Sudahkah Anda Berpikir Secara Analisis?

Apakah itu berpikir analitis? Tahukah Anda, seperti apa berpikir yang analitis itu? Ketika Anda ingin melamar suatu pekerjaan berdasarkan Info Kerja atau iklan online recruitment yang ada di koran dan media internet, maka Anda akan melihat beberapa persyaratan yang diajukan oleh perusahaan yang membuka lowongan, salah satunya adalah mampu berpikir analitis.

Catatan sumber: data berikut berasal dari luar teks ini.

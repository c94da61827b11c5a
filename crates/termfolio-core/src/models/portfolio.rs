//! Portfolio dataset consumed by the command handlers.
//!
//! The record is read-only configuration: it is decoded once from the bundled
//! TOML document and shared by every session.

use serde::Deserialize;

use crate::config::PORTFOLIO_TOML;
use crate::error::DatasetError;

/// The portfolio owner's profile, work and contact details.
#[derive(Clone, Debug, PartialEq, Deserialize)]
pub struct Portfolio {
    pub name: String,
    pub title: String,
    pub bio: String,
    pub skills: Vec<String>,
    pub identity: Identity,
    pub contact: Contact,
    pub resume: Resume,
    #[serde(default)]
    pub projects: Vec<Project>,
}

/// How the simulated machine introduces itself.
#[derive(Clone, Debug, PartialEq, Deserialize)]
pub struct Identity {
    /// Login name shown in the prompt.
    pub user: String,
    /// Hostname shown in the prompt.
    pub host: String,
    /// Operating system name used in `neofetch` and the welcome banner.
    pub os: String,
    pub version: String,
    /// Hostname reported when the session logs out.
    pub closing_host: String,
}

#[derive(Clone, Debug, PartialEq, Deserialize)]
pub struct Project {
    pub id: String,
    pub name: String,
    pub description: String,
    pub technologies: Vec<String>,
    pub github_url: Option<String>,
    pub live_url: Option<String>,
    pub details: String,
}

#[derive(Clone, Debug, PartialEq, Deserialize)]
pub struct Contact {
    pub email: String,
    pub linkedin: String,
    pub github: String,
    pub phone: Option<String>,
    pub location: String,
}

#[derive(Clone, Debug, PartialEq, Deserialize)]
pub struct Resume {
    pub summary: String,
    pub download_url: String,
    pub last_updated: String,
}

impl Portfolio {
    /// Decode a portfolio from a TOML document.
    pub fn from_toml(source: &str) -> Result<Self, DatasetError> {
        toml::from_str(source).map_err(|e| DatasetError::Parse {
            document: "portfolio",
            message: e.message().to_string(),
        })
    }

    /// The portfolio bundled with the crate.
    pub fn bundled() -> Result<Self, DatasetError> {
        Self::from_toml(PORTFOLIO_TOML)
    }

    /// Prompt string shown before every input line.
    pub fn prompt(&self) -> String {
        format!("{}@{}:~$", self.identity.user, self.identity.host)
    }

    /// Project by its 1-based number as used in `project<N>.txt`.
    pub fn project(&self, number: usize) -> Option<&Project> {
        number.checked_sub(1).and_then(|i| self.projects.get(i))
    }
}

Kalau kita perhatikan, hampir seluruh perusahaan yang membuka lapangan kerja menginginkan kandidat yang mampu berpikir secara analitis. Tapi apakah Anda sudah memahami apa yang dimaksud dengan berpikir analitis.

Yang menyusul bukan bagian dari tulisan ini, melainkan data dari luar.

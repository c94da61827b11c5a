//! Inline styling of terminal text.
//!
//! A line is split on single spaces and each word is classified on its own.
//! Spaces and unstyled words are kept verbatim, so concatenating the spans
//! always gives back the original line.

use std::sync::LazyLock;

use regex::Regex;

static URL: LazyLock<Regex> =
    LazyLock::new(|| Regex::new(r"^https?://\S+").expect("url pattern is valid"));

static COMMAND_WORD: LazyLock<Regex> =
    LazyLock::new(|| Regex::new(r"^[a-zA-Z]+$").expect("command word pattern is valid"));

/// A styled piece of a line, borrowing from it.
#[derive(Clone, Copy, Debug, PartialEq, Eq)]
pub enum Span<'a> {
    /// Plain text, spaces included.
    Text(&'a str),
    /// An `http://` or `https://` address; opened on Ctrl/Cmd+click.
    Link(&'a str),
    /// A `--flag` style option.
    Flag(&'a str),
    /// A leading alphabetic word, such as the command names in `help`.
    Command(&'a str),
}

impl<'a> Span<'a> {
    pub fn text(&self) -> &'a str {
        match *self {
            Span::Text(s) | Span::Link(s) | Span::Flag(s) | Span::Command(s) => s,
        }
    }
}

/// Split `line` into styled spans. Adjacent plain words are merged.
pub fn spans(line: &str) -> Vec<Span<'_>> {
    let mut spans = Vec::new();
    let mut plain_from = 0;
    let mut offset = 0;

    for (index, word) in line.split(' ').enumerate() {
        if let Some(span) = classify(word, index) {
            if plain_from < offset {
                spans.push(Span::Text(&line[plain_from..offset]));
            }
            spans.push(span);
            plain_from = offset + word.len();
        }
        offset += word.len() + 1;
    }
    if plain_from < line.len() {
        spans.push(Span::Text(&line[plain_from..]));
    }
    spans
}

fn classify(word: &str, index: usize) -> Option<Span<'_>> {
    if word.starts_with("--") {
        Some(Span::Flag(word))
    } else if URL.is_match(word) {
        Some(Span::Link(word))
    } else if index == 0 && COMMAND_WORD.is_match(word) {
        Some(Span::Command(word))
    } else {
        None
    }
}

/// Whether `line` has anything worth styling.
pub fn is_plain(line: &str) -> bool {
    matches!(spans(line).as_slice(), [] | [Span::Text(_)])
}

#[cfg(test)]
mod tests {
    use super::*;

    fn joined(line: &str) -> String {
        spans(line).iter().map(Span::text).collect()
    }

    #[test]
    fn test_links_are_split_out() {
        assert_eq!(
            spans("  GitHub:   https://github.com/ada"),
            vec![
                Span::Text("  GitHub:   "),
                Span::Link("https://github.com/ada"),
            ]
        );
        assert_eq!(
            spans("see http://a.dev/x and more"),
            vec![
                Span::Command("see"),
                Span::Text(" "),
                Span::Link("http://a.dev/x"),
                Span::Text(" and more"),
            ]
        );
    }

    #[test]
    fn test_leading_word_and_flags() {
        assert_eq!(
            spans("theme --list"),
            vec![Span::Command("theme"), Span::Text(" "), Span::Flag("--list")]
        );
        // Only the first word can be a command, and only if purely alphabetic
        assert_eq!(spans("v1.0 about"), vec![Span::Text("v1.0 about")]);
        assert_eq!(spans(" about"), vec![Span::Text(" about")]);
    }

    #[test]
    fn test_spans_preserve_text() {
        for line in ["", " ", "a  b", "  ascii   art  ", "https://x.io", "mail: ada@x.io"] {
            assert_eq!(joined(line), line);
        }
        assert!(spans("").is_empty());
    }

    #[test]
    fn test_is_plain() {
        assert!(is_plain(""));
        assert!(is_plain("  |  |"));
        assert!(!is_plain("about - who I am"));
        assert!(!is_plain("site https://ada.dev"));
    }

    #[test]
    fn test_scheme_must_lead_the_word() {
        assert_eq!(spans("(https://x.io)"), vec![Span::Text("(https://x.io)")]);
        assert_eq!(spans("ftp://x.io"), vec![Span::Text("ftp://x.io")]);
    }
}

Berpikir analitis merupakan salah satu aspek kognitif yang bekerja secara sistematis, dimana seseorang dapat menguraikan atau memisahkan suatu hal berdasarkan bagian – bagiannya sehingga mampu menemukan keterkaitan dari bagian – bagian tersebut. Seseorang yang memiliki pola pikir analitis biasanya mampu melihat suatu permasalahan secara menyeluruh sehingga Ia bisa menemukan dimana letak kesalahannya dan segera menemukan jalan keluarnya. Menurut Benjamin Bloom, seorang ahli psikologi pendidikan, pola pikir analitis menekankan pada pemecahan materi ke dalam bagian yang lebih khusus dan mendeteksi hubungan antara bagian – bagian tersebut serta menyatukannya menjadi suatu solusi atau pemecahan dari permasalahan tersebut.

Dalam dunia kerja sekarang ini, perubahan terjadi begitu cepat dan ini menyebabkan begitu banyak permasalahan dan Anda dituntut untuk selalu bisa memecahkan itu semua dalam waktu yang relatif cepat karena setiap perusahaan menginginkan Anda bekerja secara efisien dan efektif. Maka dari itu, sudah menjadi suatu syarat yang mutlak jika Anda yang harus bisa mengatasi setiap permasalahan dalam pekerjaan secepat mungkin demi kelangsungan hidup perusahaan.

Menurut Ralfh Ross, berpikir Analitis meliputi beberapa hal seperti menjadikan suatu pemecahan masalah yang masuk akal, meneliti dan mengevaluasi beberapa kesimpulan umum, membuat gambaran umum dari kesimpulan berdasarkan informasi yang ada, mempertimbangkan argumen yang valid, membuat sebuah jawaban dari suatu permasalahan berdasarkan pengolahan informasi yang ada.